Sufaira was among six students selected for a youth exchange and service scholarship programme in the US after completing a series of competitive tests.
She was supposed to leave for the US in the first week of August.
"My uncle was a militant, I am not, I had not even been born then. I am shocked at being denied a passport for no fault of my own," said the 17-year-old.
"Those who were selected with me have left for the US. After working so hard for the exams I could not go. It is a shame," she added.
Chief Minister Omar Abdullah on Monday said that Sufaira's passport will be cleared as he has taken up the matter with CID officials.
"Needless to say she will not be denied a passport because of her uncle's past. All such pending cases of previous denials are being cleared," Omar wrote on a social media site. "I have asked the CID to look into the passport case of Sufaira.

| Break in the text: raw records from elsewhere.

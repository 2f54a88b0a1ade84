use std::fmt::{Display, Formatter};
use std::future::Future;
use std::pin::Pin;
use std::sync::Arc;

/// Outgoing request envelope.
///
/// The upstream API is read-only and keys ride in the query string, so a
/// request is a GET URL plus an optional deadline. No headers, no body.
#[derive(Debug, Clone, PartialEq, Eq)]
pub struct HttpRequest {
    pub url: String,
    pub timeout_ms: Option<u64>,
}

impl HttpRequest {
    pub fn get(url: impl Into<String>) -> Self {
        Self {
            url: url.into(),
            timeout_ms: None,
        }
    }

    pub fn with_timeout_ms(mut self, timeout_ms: u64) -> Self {
        self.timeout_ms = Some(timeout_ms);
        self
    }
}

/// Response envelope returned by a transport.
#[derive(Debug, Clone, PartialEq, Eq)]
pub struct HttpResponse {
    pub status: u16,
    pub body: String,
}

impl HttpResponse {
    pub fn ok_json(body: impl Into<String>) -> Self {
        Self {
            status: 200,
            body: body.into(),
        }
    }

    pub const fn is_success(&self) -> bool {
        self.status >= 200 && self.status < 300
    }
}

/// Phase of the round-trip at which a transport error occurred.
#[derive(Debug, Clone, Copy, PartialEq, Eq)]
pub enum HttpErrorKind {
    /// Failure before any body was available: DNS, connect, TLS, timeout.
    Connect,
    /// Failure while draining the body after the connection was established.
    Read,
}

/// Transport-level HTTP error.
#[derive(Debug, Clone, PartialEq, Eq)]
pub struct HttpError {
    kind: HttpErrorKind,
    message: String,
}

impl HttpError {
    pub fn connect(message: impl Into<String>) -> Self {
        Self {
            kind: HttpErrorKind::Connect,
            message: message.into(),
        }
    }

    pub fn read(message: impl Into<String>) -> Self {
        Self {
            kind: HttpErrorKind::Read,
            message: message.into(),
        }
    }

    pub const fn kind(&self) -> HttpErrorKind {
        self.kind
    }

    pub fn message(&self) -> &str {
        &self.message
    }
}

impl Display for HttpError {
    fn fmt(&self, f: &mut Formatter<'_>) -> std::fmt::Result {
        f.write_str(&self.message)
    }
}

impl std::error::Error for HttpError {}

/// Transport contract for issuing GET requests.
pub trait HttpClient: Send + Sync {
    fn execute<'a>(
        &'a self,
        request: HttpRequest,
    ) -> Pin<Box<dyn Future<Output = Result<HttpResponse, HttpError>> + Send + 'a>>;
}

/// No-op transport for deterministic offline tests.
#[derive(Debug, Default)]
pub struct NoopHttpClient;

impl HttpClient for NoopHttpClient {
    fn execute<'a>(
        &'a self,
        request: HttpRequest,
    ) -> Pin<Box<dyn Future<Output = Result<HttpResponse, HttpError>> + Send + 'a>> {
        let _ = request;
        Box::pin(async move { Ok(HttpResponse::ok_json("{}")) })
    }
}

/// Production transport backed by reqwest.
///
/// Status codes are reported verbatim and never inspected here; the upstream
/// signals application failures through the envelope's `meta.status` field,
/// which is the caller's to check.
#[derive(Debug, Clone)]
pub struct ReqwestHttpClient {
    client: Arc<reqwest::Client>,
}

impl ReqwestHttpClient {
    pub fn new() -> Self {
        Self {
            client: Arc::new(
                reqwest::Client::builder()
                    .user_agent("uwopen/0.1.0")
                    .build()
                    .unwrap_or_else(|_| reqwest::Client::new()),
            ),
        }
    }

    pub fn with_client(client: reqwest::Client) -> Self {
        Self {
            client: Arc::new(client),
        }
    }
}

impl Default for ReqwestHttpClient {
    fn default() -> Self {
        Self::new()
    }
}

impl HttpClient for ReqwestHttpClient {
    fn execute<'a>(
        &'a self,
        request: HttpRequest,
    ) -> Pin<Box<dyn Future<Output = Result<HttpResponse, HttpError>> + Send + 'a>> {
        Box::pin(async move {
            let mut builder = self.client.get(&request.url);

            if let Some(timeout_ms) = request.timeout_ms {
                builder = builder.timeout(std::time::Duration::from_millis(timeout_ms));
            }

            let response = builder.send().await.map_err(|e| {
                if e.is_timeout() {
                    HttpError::connect(format!("request timeout: {e}"))
                } else if e.is_connect() {
                    HttpError::connect(format!("connection failed: {e}"))
                } else {
                    HttpError::connect(format!("request failed: {e}"))
                }
            })?;

            let status = response.status().as_u16();
            let body = response
                .text()
                .await
                .map_err(|e| HttpError::read(format!("failed to read response body: {e}")))?;

            Ok(HttpResponse { status, body })
        })
    }
}
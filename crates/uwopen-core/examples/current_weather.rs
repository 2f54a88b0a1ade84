//! # Current Weather Example
//!
//! Fetches the current campus weather station readings.
//!
//! ## Usage
//!
//! ```bash
//! export UWATERLOO_API_KEY=your_key_here
//! cargo run --example current_weather
//! ```

use uwopen_core::UwClient;

#[tokio::main]
async fn main() -> Result<(), Box<dyn std::error::Error>> {
    let key = std::env::var("UWATERLOO_API_KEY")?;
    let client = UwClient::new(key);

    let weather = client.weather.current().await?;

    // The upstream envelope is returned verbatim: data under "data",
    // application status under "meta".
    println!("status: {}", weather["meta"]["status"]);
    println!("temperature: {}", weather["data"]["temperature_current_c"]);
    println!("observed at: {}", weather["data"]["observation_time"]);

    Ok(())
}
use std::sync::Arc;

use serde_json::Value;

use crate::client::Transport;
use crate::endpoint;
use crate::error::ApiError;

/// Endpoints under `/codes`: lookup tables for codes used elsewhere in the
/// API.
#[derive(Clone)]
pub struct Codes {
    transport: Arc<Transport>,
}

impl Codes {
    pub(crate) fn new(transport: Arc<Transport>) -> Self {
        Self { transport }
    }

    pub async fn units(&self) -> Result<Value, ApiError> {
        self.transport.call(&endpoint::CODES_UNITS, &[]).await
    }

    pub async fn terms(&self) -> Result<Value, ApiError> {
        self.transport.call(&endpoint::CODES_TERMS, &[]).await
    }

    pub async fn groups(&self) -> Result<Value, ApiError> {
        self.transport.call(&endpoint::CODES_GROUPS, &[]).await
    }

    pub async fn subjects(&self) -> Result<Value, ApiError> {
        self.transport.call(&endpoint::CODES_SUBJECTS, &[]).await
    }

    pub async fn instructions(&self) -> Result<Value, ApiError> {
        self.transport
            .call(&endpoint::CODES_INSTRUCTIONS, &[])
            .await
    }
}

Will revert with the facts once I have them," he added.
The chairperson of the orphanage where Sufaira is studying said that when he went to confirm from the CID officials about her passport, they denied, saying that they have received 'adverse remarks'. "The CID official told me that they have got adverse remarks about her as her uncle was a militant," said the chairperson of Banaat hostel, Zahoor Ahmed Tak.
This is not the first time that a Kashmiri youth has been denied a passport because of a relative who has militant links. Last week, an engineer, Mehraj-ul-Asrar, was denied a passport because of his father's former links with the Jammu Kashmir Liberation Front (JKLF). However, soon after the intervention of the media, the government said that it had cleared the youth's passport.